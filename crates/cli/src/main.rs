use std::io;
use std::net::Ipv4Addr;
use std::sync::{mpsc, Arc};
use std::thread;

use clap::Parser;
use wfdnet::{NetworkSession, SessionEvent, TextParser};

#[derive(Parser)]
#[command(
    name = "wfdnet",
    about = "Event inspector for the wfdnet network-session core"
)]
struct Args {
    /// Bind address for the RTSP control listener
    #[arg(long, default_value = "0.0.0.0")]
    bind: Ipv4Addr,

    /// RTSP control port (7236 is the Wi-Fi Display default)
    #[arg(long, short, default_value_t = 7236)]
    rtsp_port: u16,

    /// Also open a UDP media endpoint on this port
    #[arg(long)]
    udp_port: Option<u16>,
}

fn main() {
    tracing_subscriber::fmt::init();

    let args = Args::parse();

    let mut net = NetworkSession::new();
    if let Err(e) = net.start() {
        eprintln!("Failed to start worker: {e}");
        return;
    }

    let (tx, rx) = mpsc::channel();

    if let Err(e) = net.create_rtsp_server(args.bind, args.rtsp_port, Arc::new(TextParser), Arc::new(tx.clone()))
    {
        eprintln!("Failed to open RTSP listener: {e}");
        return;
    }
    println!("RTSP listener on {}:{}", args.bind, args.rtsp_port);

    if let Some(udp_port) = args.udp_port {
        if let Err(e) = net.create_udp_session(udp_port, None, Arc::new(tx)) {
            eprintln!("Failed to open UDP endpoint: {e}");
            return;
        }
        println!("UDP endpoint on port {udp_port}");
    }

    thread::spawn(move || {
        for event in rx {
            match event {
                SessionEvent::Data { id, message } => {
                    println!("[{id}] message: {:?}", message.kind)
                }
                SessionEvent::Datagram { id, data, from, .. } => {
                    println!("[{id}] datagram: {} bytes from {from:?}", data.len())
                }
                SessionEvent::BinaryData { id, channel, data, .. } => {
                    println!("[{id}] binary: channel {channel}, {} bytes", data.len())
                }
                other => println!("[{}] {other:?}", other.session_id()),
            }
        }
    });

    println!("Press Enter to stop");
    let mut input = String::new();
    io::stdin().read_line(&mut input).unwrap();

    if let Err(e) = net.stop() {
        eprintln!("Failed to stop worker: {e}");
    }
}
---
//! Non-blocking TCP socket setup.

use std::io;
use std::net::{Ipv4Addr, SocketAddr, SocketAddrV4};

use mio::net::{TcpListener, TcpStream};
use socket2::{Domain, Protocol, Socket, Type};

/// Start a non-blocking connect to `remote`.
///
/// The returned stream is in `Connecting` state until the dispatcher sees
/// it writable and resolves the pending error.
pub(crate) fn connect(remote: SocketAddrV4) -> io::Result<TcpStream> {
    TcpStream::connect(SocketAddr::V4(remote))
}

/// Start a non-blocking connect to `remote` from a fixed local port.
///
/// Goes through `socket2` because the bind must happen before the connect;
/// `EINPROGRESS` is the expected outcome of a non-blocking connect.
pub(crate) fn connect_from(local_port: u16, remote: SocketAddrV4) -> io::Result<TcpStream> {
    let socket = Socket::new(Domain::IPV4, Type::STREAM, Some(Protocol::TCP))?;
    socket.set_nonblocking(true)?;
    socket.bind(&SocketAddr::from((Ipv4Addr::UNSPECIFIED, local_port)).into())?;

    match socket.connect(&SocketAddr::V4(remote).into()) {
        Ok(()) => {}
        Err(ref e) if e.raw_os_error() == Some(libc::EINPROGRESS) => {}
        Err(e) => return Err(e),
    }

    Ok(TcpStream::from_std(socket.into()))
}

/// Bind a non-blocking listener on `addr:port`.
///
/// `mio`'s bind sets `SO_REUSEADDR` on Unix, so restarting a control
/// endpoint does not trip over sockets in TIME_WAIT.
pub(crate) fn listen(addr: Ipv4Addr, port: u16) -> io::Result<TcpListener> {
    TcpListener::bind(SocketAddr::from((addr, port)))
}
...
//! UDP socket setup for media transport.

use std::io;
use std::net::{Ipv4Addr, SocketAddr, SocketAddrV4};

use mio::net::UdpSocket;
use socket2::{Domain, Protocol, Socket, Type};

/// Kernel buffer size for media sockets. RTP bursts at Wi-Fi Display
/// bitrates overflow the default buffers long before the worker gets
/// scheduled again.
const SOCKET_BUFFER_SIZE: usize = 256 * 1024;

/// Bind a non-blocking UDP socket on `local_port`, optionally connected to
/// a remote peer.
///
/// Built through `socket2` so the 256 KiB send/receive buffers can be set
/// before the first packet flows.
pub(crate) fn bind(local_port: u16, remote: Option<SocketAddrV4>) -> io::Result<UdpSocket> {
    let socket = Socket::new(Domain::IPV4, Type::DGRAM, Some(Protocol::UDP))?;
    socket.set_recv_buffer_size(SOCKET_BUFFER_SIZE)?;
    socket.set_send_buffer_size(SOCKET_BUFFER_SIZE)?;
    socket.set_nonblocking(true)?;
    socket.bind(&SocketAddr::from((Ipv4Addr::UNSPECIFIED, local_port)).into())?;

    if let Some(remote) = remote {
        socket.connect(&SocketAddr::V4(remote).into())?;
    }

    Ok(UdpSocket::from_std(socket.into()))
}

▸ Work to be completed
Go through the data, and copy each line in which the word "eprintln" appears.

▸ Answer to this exercise
        eprintln!("Failed to start worker: {e}");
        eprintln!("Failed to open RTSP listener: {e}");
            eprintln!("Failed to open UDP endpoint: {e}");
        eprintln!("Failed to stop worker: {e}");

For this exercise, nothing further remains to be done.